ENTRIES SHOWN:
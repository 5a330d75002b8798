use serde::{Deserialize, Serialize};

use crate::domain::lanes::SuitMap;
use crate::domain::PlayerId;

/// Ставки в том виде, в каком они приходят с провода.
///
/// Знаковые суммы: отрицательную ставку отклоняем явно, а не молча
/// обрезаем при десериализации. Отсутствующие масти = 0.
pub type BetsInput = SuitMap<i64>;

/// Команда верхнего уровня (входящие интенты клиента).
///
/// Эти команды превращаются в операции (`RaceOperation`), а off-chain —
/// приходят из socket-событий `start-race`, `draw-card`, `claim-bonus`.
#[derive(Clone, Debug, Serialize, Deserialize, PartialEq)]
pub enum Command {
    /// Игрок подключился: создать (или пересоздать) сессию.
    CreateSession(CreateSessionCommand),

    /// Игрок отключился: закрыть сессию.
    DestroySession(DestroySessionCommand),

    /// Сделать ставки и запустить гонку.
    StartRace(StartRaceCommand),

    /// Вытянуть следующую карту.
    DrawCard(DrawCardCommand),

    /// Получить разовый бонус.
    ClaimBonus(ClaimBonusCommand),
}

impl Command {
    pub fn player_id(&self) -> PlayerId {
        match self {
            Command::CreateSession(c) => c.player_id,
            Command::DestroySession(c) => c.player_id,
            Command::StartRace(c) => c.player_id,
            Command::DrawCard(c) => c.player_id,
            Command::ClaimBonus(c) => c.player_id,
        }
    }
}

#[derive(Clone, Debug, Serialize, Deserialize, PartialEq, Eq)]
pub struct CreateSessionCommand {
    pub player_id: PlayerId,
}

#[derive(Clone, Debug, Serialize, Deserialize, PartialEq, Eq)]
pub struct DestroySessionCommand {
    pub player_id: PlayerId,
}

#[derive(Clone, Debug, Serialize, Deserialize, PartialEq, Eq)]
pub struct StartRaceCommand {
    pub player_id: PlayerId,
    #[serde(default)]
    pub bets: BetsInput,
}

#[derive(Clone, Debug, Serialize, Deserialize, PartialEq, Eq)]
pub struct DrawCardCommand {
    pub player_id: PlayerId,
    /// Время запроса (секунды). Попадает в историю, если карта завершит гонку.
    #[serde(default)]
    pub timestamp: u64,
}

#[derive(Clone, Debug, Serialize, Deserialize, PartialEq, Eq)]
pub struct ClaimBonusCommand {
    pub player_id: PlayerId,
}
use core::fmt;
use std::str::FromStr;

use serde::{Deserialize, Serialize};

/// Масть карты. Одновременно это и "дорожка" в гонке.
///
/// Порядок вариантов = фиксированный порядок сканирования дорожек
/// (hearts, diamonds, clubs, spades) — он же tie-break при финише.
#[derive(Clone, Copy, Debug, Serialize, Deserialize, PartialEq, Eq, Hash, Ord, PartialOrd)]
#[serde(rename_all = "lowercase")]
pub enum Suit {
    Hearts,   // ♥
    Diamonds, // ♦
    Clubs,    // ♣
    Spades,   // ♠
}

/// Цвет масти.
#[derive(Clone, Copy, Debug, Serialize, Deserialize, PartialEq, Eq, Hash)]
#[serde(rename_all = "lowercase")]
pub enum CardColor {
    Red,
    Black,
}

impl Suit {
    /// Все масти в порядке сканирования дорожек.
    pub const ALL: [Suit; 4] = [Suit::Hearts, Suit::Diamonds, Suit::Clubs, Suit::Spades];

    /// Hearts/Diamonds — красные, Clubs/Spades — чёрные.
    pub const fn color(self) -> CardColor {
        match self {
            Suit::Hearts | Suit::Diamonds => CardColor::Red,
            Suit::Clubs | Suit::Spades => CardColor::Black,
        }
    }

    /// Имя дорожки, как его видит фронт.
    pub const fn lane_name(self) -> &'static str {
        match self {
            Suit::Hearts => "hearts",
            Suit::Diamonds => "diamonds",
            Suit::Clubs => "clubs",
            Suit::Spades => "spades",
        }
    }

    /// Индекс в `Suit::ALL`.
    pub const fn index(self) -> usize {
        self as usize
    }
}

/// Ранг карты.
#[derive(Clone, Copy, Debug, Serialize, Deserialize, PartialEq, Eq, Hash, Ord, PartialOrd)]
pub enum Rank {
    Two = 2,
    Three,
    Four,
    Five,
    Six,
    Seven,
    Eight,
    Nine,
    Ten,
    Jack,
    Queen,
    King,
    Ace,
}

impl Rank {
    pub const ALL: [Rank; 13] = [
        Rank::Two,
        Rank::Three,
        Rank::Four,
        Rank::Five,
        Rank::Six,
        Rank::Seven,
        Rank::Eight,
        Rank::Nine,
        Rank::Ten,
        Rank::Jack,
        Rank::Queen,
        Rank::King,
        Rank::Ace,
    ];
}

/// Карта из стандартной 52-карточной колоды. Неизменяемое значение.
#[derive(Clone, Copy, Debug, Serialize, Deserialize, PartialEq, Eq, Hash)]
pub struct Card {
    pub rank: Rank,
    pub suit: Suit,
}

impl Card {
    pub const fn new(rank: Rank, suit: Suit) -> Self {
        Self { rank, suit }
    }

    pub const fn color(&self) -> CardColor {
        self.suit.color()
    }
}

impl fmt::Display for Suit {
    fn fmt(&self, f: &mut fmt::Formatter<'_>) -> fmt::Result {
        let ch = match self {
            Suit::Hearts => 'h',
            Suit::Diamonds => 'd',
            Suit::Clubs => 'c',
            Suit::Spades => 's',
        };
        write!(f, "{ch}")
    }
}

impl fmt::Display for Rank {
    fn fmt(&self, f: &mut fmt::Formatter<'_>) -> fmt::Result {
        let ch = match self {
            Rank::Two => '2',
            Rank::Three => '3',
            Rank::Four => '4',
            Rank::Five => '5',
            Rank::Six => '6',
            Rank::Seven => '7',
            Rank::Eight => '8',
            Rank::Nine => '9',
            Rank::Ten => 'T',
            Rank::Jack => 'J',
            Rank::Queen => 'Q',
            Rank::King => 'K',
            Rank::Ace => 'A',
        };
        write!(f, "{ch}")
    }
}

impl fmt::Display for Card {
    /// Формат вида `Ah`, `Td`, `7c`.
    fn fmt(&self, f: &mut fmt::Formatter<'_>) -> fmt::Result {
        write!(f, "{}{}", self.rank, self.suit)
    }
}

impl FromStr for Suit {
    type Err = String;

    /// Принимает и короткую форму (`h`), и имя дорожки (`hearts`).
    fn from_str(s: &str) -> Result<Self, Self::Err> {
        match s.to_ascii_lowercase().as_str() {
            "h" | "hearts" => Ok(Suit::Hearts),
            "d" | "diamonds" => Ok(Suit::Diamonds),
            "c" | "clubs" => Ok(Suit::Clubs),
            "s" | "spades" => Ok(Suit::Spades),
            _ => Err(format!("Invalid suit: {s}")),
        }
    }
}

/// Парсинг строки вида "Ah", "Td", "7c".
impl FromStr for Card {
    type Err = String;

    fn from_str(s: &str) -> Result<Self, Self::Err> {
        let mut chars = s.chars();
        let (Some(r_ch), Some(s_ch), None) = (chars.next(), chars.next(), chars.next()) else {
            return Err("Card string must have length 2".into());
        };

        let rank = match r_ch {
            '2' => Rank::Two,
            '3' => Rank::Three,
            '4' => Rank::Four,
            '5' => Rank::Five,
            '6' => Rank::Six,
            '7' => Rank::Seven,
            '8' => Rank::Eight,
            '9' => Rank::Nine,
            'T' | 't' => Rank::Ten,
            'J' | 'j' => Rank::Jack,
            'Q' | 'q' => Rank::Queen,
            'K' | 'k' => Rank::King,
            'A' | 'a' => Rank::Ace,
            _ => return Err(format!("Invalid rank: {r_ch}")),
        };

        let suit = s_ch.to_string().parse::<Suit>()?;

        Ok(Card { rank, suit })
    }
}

WHAT THE TASK REQUIRES: Leaving no line out, return the data above verbatim.

SOLUTION BELOW:
repository 5a330d75002b8798
use serde::{Deserialize, Serialize};

use crate::domain::lanes::SuitMap;
use crate::domain::PlayerId;

/// Ставки в том виде, в каком они приходят с провода.
///
/// Знаковые суммы: отрицательную ставку отклоняем явно, а не молча
/// обрезаем при десериализации. Отсутствующие масти = 0.
pub type BetsInput = SuitMap<i64>;

/// Команда верхнего уровня (входящие интенты клиента).
///
/// Эти команды превращаются в операции (`RaceOperation`), а off-chain —
/// приходят из socket-событий `start-race`, `draw-card`, `claim-bonus`.
#[derive(Clone, Debug, Serialize, Deserialize, PartialEq)]
pub enum Command {
    /// Игрок подключился: создать (или пересоздать) сессию.
    CreateSession(CreateSessionCommand),

    /// Игрок отключился: закрыть сессию.
    DestroySession(DestroySessionCommand),

    /// Сделать ставки и запустить гонку.
    StartRace(StartRaceCommand),

    /// Вытянуть следующую карту.
    DrawCard(DrawCardCommand),

    /// Получить разовый бонус.
    ClaimBonus(ClaimBonusCommand),
}

impl Command {
    pub fn player_id(&self) -> PlayerId {
        match self {
            Command::CreateSession(c) => c.player_id,
            Command::DestroySession(c) => c.player_id,
            Command::StartRace(c) => c.player_id,
            Command::DrawCard(c) => c.player_id,
            Command::ClaimBonus(c) => c.player_id,
        }
    }
}

#[derive(Clone, Debug, Serialize, Deserialize, PartialEq, Eq)]
pub struct CreateSessionCommand {
    pub player_id: PlayerId,
}

#[derive(Clone, Debug, Serialize, Deserialize, PartialEq, Eq)]
pub struct DestroySessionCommand {
    pub player_id: PlayerId,
}

#[derive(Clone, Debug, Serialize, Deserialize, PartialEq, Eq)]
pub struct StartRaceCommand {
    pub player_id: PlayerId,
    #[serde(default)]
    pub bets: BetsInput,
}

#[derive(Clone, Debug, Serialize, Deserialize, PartialEq, Eq)]
pub struct DrawCardCommand {
    pub player_id: PlayerId,
    /// Время запроса (секунды). Попадает в историю, если карта завершит гонку.
    #[serde(default)]
    pub timestamp: u64,
}

#[derive(Clone, Debug, Serialize, Deserialize, PartialEq, Eq)]
pub struct ClaimBonusCommand {
    pub player_id: PlayerId,
}
use core::fmt;
use std::str::FromStr;

use serde::{Deserialize, Serialize};

/// Масть карты. Одновременно это и "дорожка" в гонке.
///
/// Порядок вариантов = фиксированный порядок сканирования дорожек
/// (hearts, diamonds, clubs, spades) — он же tie-break при финише.
#[derive(Clone, Copy, Debug, Serialize, Deserialize, PartialEq, Eq, Hash, Ord, PartialOrd)]
#[serde(rename_all = "lowercase")]
pub enum Suit {
    Hearts,   // ♥
    Diamonds, // ♦
    Clubs,    // ♣
    Spades,   // ♠
}

/// Цвет масти.
#[derive(Clone, Copy, Debug, Serialize, Deserialize, PartialEq, Eq, Hash)]
#[serde(rename_all = "lowercase")]
pub enum CardColor {
    Red,
    Black,
}

impl Suit {
    /// Все масти в порядке сканирования дорожек.
    pub const ALL: [Suit; 4] = [Suit::Hearts, Suit::Diamonds, Suit::Clubs, Suit::Spades];

    /// Hearts/Diamonds — красные, Clubs/Spades — чёрные.
    pub const fn color(self) -> CardColor {
        match self {
            Suit::Hearts | Suit::Diamonds => CardColor::Red,
            Suit::Clubs | Suit::Spades => CardColor::Black,
        }
    }

    /// Имя дорожки, как его видит фронт.
    pub const fn lane_name(self) -> &'static str {
        match self {
            Suit::Hearts => "hearts",
            Suit::Diamonds => "diamonds",
            Suit::Clubs => "clubs",
            Suit::Spades => "spades",
        }
    }

    /// Индекс в `Suit::ALL`.
    pub const fn index(self) -> usize {
        self as usize
    }
}

/// Ранг карты.
#[derive(Clone, Copy, Debug, Serialize, Deserialize, PartialEq, Eq, Hash, Ord, PartialOrd)]
pub enum Rank {
    Two = 2,
    Three,
    Four,
    Five,
    Six,
    Seven,
    Eight,
    Nine,
    Ten,
    Jack,
    Queen,
    King,
    Ace,
}

impl Rank {
    pub const ALL: [Rank; 13] = [
        Rank::Two,
        Rank::Three,
        Rank::Four,
        Rank::Five,
        Rank::Six,
        Rank::Seven,
        Rank::Eight,
        Rank::Nine,
        Rank::Ten,
        Rank::Jack,
        Rank::Queen,
        Rank::King,
        Rank::Ace,
    ];
}

/// Карта из стандартной 52-карточной колоды. Неизменяемое значение.
#[derive(Clone, Copy, Debug, Serialize, Deserialize, PartialEq, Eq, Hash)]
pub struct Card {
    pub rank: Rank,
    pub suit: Suit,
}

impl Card {
    pub const fn new(rank: Rank, suit: Suit) -> Self {
        Self { rank, suit }
    }

    pub const fn color(&self) -> CardColor {
        self.suit.color()
    }
}

impl fmt::Display for Suit {
    fn fmt(&self, f: &mut fmt::Formatter<'_>) -> fmt::Result {
        let ch = match self {
            Suit::Hearts => 'h',
            Suit::Diamonds => 'd',
            Suit::Clubs => 'c',
            Suit::Spades => 's',
        };
        write!(f, "{ch}")
    }
}

impl fmt::Display for Rank {
    fn fmt(&self, f: &mut fmt::Formatter<'_>) -> fmt::Result {
        let ch = match self {
            Rank::Two => '2',
            Rank::Three => '3',
            Rank::Four => '4',
            Rank::Five => '5',
            Rank::Six => '6',
            Rank::Seven => '7',
            Rank::Eight => '8',
            Rank::Nine => '9',
            Rank::Ten => 'T',
            Rank::Jack => 'J',
            Rank::Queen => 'Q',
            Rank::King => 'K',
            Rank::Ace => 'A',
        };
        write!(f, "{ch}")
    }
}

impl fmt::Display for Card {
    /// Формат вида `Ah`, `Td`, `7c`.
    fn fmt(&self, f: &mut fmt::Formatter<'_>) -> fmt::Result {
        write!(f, "{}{}", self.rank, self.suit)
    }
}

impl FromStr for Suit {
    type Err = String;

    /// Принимает и короткую форму (`h`), и имя дорожки (`hearts`).
    fn from_str(s: &str) -> Result<Self, Self::Err> {
        match s.to_ascii_lowercase().as_str() {
            "h" | "hearts" => Ok(Suit::Hearts),
            "d" | "diamonds" => Ok(Suit::Diamonds),
            "c" | "clubs" => Ok(Suit::Clubs),
            "s" | "spades" => Ok(Suit::Spades),
            _ => Err(format!("Invalid suit: {s}")),
        }
    }
}

/// Парсинг строки вида "Ah", "Td", "7c".
impl FromStr for Card {
    type Err = String;

    fn from_str(s: &str) -> Result<Self, Self::Err> {
        let mut chars = s.chars();
        let (Some(r_ch), Some(s_ch), None) = (chars.next(), chars.next(), chars.next()) else {
            return Err("Card string must have length 2".into());
        };

        let rank = match r_ch {
            '2' => Rank::Two,
            '3' => Rank::Three,
            '4' => Rank::Four,
            '5' => Rank::Five,
            '6' => Rank::Six,
            '7' => Rank::Seven,
            '8' => Rank::Eight,
            '9' => Rank::Nine,
            'T' | 't' => Rank::Ten,
            'J' | 'j' => Rank::Jack,
            'Q' | 'q' => Rank::Queen,
            'K' | 'k' => Rank::King,
            'A' | 'a' => Rank::Ace,
            _ => return Err(format!("Invalid rank: {r_ch}")),
        };

        let suit = s_ch.to_string().parse::<Suit>()?;

        Ok(Card { rank, suit })
    }
}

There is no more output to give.